Loss of p16/ink4a drives high frequency of rhabdomyosarcoma in a rat model of duchenne muscular dystrophy

Abstract

Rhabdomyosarcoma (RMS) is an aggressive type of soft tissue sarcoma, and pleomorphic RMS is a rare subtype of RMS found in adult. p16 is a tumor suppressor which inhibits cell cycle. In human RMS, p16 gene is frequently deleted, but p16-null mice do not develop RMS. We reported that genetic ablation of p16 by the crossbreeding of p16 knock-out rats (p16-KO rats) improved the dystrophic phenotype of a rat model of Duchenne muscular dystrophy (Dmd-KO rats). However, p16/Dmd double knock-out rats (dKO rats) unexpectedly developed sarcoma.
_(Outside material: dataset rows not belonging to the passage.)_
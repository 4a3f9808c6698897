//! Game state and core simulation types
//!
//! `GameState` is the single owner of the ball, the controls, the phase
//! timers and the active map. The host never touches it directly; it goes
//! through the tick and input functions and reads `Snapshot`s back.

use glam::Vec2;
use serde::{Deserialize, Serialize};

use super::control::ControlState;
use super::levels::{Campaign, MapId};
use super::map::{SpawnPoint, TileMap};
use super::tile::Tile;
use crate::error::CampaignError;
use crate::settings::{ControlScheme, Tuning};
use crate::{cell_of, format_run_time};

/// A timer that is either stopped or counting
#[derive(Debug, Clone, Copy, PartialEq, Eq, Serialize, Deserialize)]
pub enum Countdown {
    Inactive,
    Counting(u32),
}

/// Mutually exclusive high-level states
#[derive(Debug, Clone, Copy, PartialEq, Eq, Serialize, Deserialize)]
pub enum Phase {
    /// Ball rolls under player control
    Normal,
    /// Shrink into a hole, switch layer at 0, grow back out; runs +max -> -max
    HoleTransition { timer: i32 },
    /// Goal reached. `Inactive` once there is no level left to load.
    Win { timer: Countdown },
    /// Secret passage sequence; the bonus map loads at 0, runs +max -> -max
    Ascend { timer: i32 },
}

impl Phase {
    pub fn is_normal(&self) -> bool {
        matches!(self, Phase::Normal)
    }

    pub fn is_win(&self) -> bool {
        matches!(self, Phase::Win { .. })
    }
}

/// The rolling ball
#[derive(Debug, Clone, Copy, PartialEq, Serialize, Deserialize)]
pub struct Ball {
    /// Continuous position in cells; the occupied cell is the floor
    pub pos: Vec2,
    pub vel: Vec2,
    /// Index into the active map's layers
    pub layer: usize,
}

impl Ball {
    /// Ball at rest on a spawn cell
    pub fn at_spawn(spawn: SpawnPoint) -> Self {
        Self {
            pos: Vec2::new(spawn.x as f32, spawn.y as f32),
            vel: Vec2::ZERO,
            layer: spawn.layer,
        }
    }

    #[inline]
    pub fn cell(&self) -> (i32, i32) {
        cell_of(self.pos)
    }

    pub fn stop(&mut self) {
        self.vel = Vec2::ZERO;
    }
}

/// Things that happened during a tick or input callback
#[derive(Debug, Clone, PartialEq, Serialize, Deserialize)]
pub enum GameEvent {
    /// A map became active
    LevelLoaded { map: MapId, music_track: Option<u8> },
    HoleEntered { x: i32, y: i32, layer: usize },
    LayerChanged { from: usize, to: usize },
    /// A breakable wall shattered
    WallBroken { x: i32, y: i32, layer: usize },
    /// Ball rolled into a shattered wall
    SecretEntered,
    GoalReached { map: MapId, finale: bool },
    /// The finale goal was reached
    Ascended,
    /// Goal reached on a map with no successor
    CampaignComplete,
}

/// Complete game state (deterministic, serializable)
#[derive(Debug, Clone, Serialize, Deserialize)]
pub struct GameState {
    pub campaign: Campaign,
    pub tuning: Tuning,
    pub scheme: ControlScheme,
    /// Id of the active map
    pub map_id: MapId,
    /// Played copy of the active map (may have broken walls)
    pub map: TileMap,
    pub ball: Ball,
    pub control: ControlState,
    pub phase: Phase,
    /// Ball blink countdown after a load
    pub flash_ticks: u32,
    /// Dissolve-in countdown after a load
    pub transition_ticks: u32,
    /// Finale reached at least once
    pub ascended: bool,
    /// Simulation tick counter
    pub time_ticks: u64,
    /// Number of map loads so far
    pub loads: u64,
    /// Status line text
    pub status: String,
    #[serde(skip)]
    events: Vec<GameEvent>,
}

impl GameState {
    /// Create a new game on the campaign's start map
    pub fn new(campaign: Campaign, tuning: Tuning, scheme: ControlScheme) -> Result<Self, CampaignError> {
        let map_id = campaign.start().clone();
        let map = campaign
            .instantiate(&map_id)
            .ok_or_else(|| CampaignError::UnknownMap(map_id.0.clone()))?;
        let ball = Ball::at_spawn(map.spawn());

        let mut state = Self {
            campaign,
            tuning,
            scheme,
            map_id: map_id.clone(),
            map,
            ball,
            control: ControlState::default(),
            phase: Phase::Normal,
            flash_ticks: 0,
            transition_ticks: 0,
            ascended: false,
            time_ticks: 0,
            loads: 0,
            status: String::new(),
            events: Vec::new(),
        };
        state.load_map(&map_id);
        Ok(state)
    }

    /// Make `id` the active map. Returns false if the campaign has no such map.
    ///
    /// Resets the ball to spawn, releases all controls and clears a pending
    /// hole transition. Win/ascend phases are left to the caller.
    pub fn load_map(&mut self, id: &MapId) -> bool {
        let Some(map) = self.campaign.instantiate(id) else {
            log::warn!("Cannot load unknown map {}", id);
            return false;
        };
        self.map = map;
        self.map_id = id.clone();
        self.ball = Ball::at_spawn(self.map.spawn());
        self.control.release_all();
        if matches!(self.phase, Phase::HoleTransition { .. }) {
            self.phase = Phase::Normal;
        }
        self.flash_ticks = self.tuning.flash_ticks;
        self.transition_ticks = self.tuning.level_transition_ticks;
        self.loads += 1;

        self.status = if self.campaign.successor(id).is_none() {
            format_run_time(self.time_ticks)
        } else {
            self.map.status.clone()
        };

        log::info!(
            "Loaded map {} ({}x{}, {} layer(s))",
            id,
            self.map.width(),
            self.map.height(),
            self.map.layer_count()
        );
        self.emit(GameEvent::LevelLoaded {
            map: id.clone(),
            music_track: self.map.music_track,
        });
        true
    }

    /// Cells of the grid the host should display (map plus control border)
    pub fn grid_size(&self) -> (usize, usize) {
        let pad = self.scheme.padding() * 2;
        (self.map.width() + pad, self.map.height() + pad)
    }

    /// True if the active map belongs to the bonus chain (bonus up to finale)
    pub fn on_bonus_chain(&self) -> bool {
        self.campaign.bonus_chain_position(&self.map_id).is_some()
    }

    pub(crate) fn emit(&mut self, event: GameEvent) {
        self.events.push(event);
    }

    /// Take the events produced since the last call
    pub fn drain_events(&mut self) -> Vec<GameEvent> {
        std::mem::take(&mut self.events)
    }

    /// Read-only view for renderers
    pub fn snapshot(&self) -> Snapshot {
        Snapshot {
            map_id: self.map_id.clone(),
            width: self.map.width(),
            height: self.map.height(),
            padding: self.scheme.padding(),
            layer: self.ball.layer,
            tiles: self.map.layer(self.ball.layer).to_vec(),
            theme: self.map.theme,
            ball_pos: self.ball.pos,
            ball_vel: self.ball.vel,
            phase: self.phase,
            hole_animation_max: self.tuning.hole_animation_max,
            ascend_max: self.tuning.ascend_max,
            held: [
                self.control.up,
                self.control.down,
                self.control.left,
                self.control.right,
            ],
            tilt: self.control.tilt,
            flash_ticks: self.flash_ticks,
            transition_ticks: self.transition_ticks,
            ascended: self.ascended,
            time_ticks: self.time_ticks,
            loads: self.loads,
            status: self.status.clone(),
        }
    }
}

/// Everything a renderer needs for one frame
#[derive(Debug, Clone, PartialEq, Serialize, Deserialize)]
pub struct Snapshot {
    pub map_id: MapId,
    pub width: usize,
    pub height: usize,
    /// Border cells on each side of the map
    pub padding: usize,
    /// Layer the ball is on
    pub layer: usize,
    /// Row-major tiles of that layer
    pub tiles: Vec<Tile>,
    pub theme: u32,
    pub ball_pos: Vec2,
    pub ball_vel: Vec2,
    pub phase: Phase,
    pub hole_animation_max: i32,
    pub ascend_max: i32,
    /// Held flags: up, down, left, right
    pub held: [bool; 4],
    pub tilt: Vec2,
    pub flash_ticks: u32,
    pub transition_ticks: u32,
    pub ascended: bool,
    pub time_ticks: u64,
    pub loads: u64,
    pub status: String,
}

impl Snapshot {
    /// Ball cell if it lies on the map
    pub fn ball_cell(&self) -> Option<(usize, usize)> {
        let (x, y) = cell_of(self.ball_pos);
        crate::cell_index(x, y, self.width, self.height).map(|_| (x as usize, y as usize))
    }
}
In the present study, we raised p16-KO, Dmd-KO, and dKO rats until 11 months of age. Twelve out of 22 dKO rats developed pleomorphic RMS after 9 months of age, while none of p16-KO rats and Dmd-KO rats developed tumor. The neoplasms were connected to skeletal muscle tissue with indistinct borders and characterized by diffuse proliferation of pleomorphic cells which had eosinophilic cytoplasm and atypical nuclei with anisokaryosis. For almost all cases, the tumor cells immunohistochemically expressed myogenic markers including desmin, MyoD, and myogenin. The single cell cloning from tumor primary cells gained 20 individual Pax7-negative MyoD-positive RMS cell clones. Our results demonstrated that double knock-out of p16 and dystrophin in rats leads to the development of pleomorphic RMS, providing an animal model that may be useful to study the developmental mechanism of pleomorphic RMS.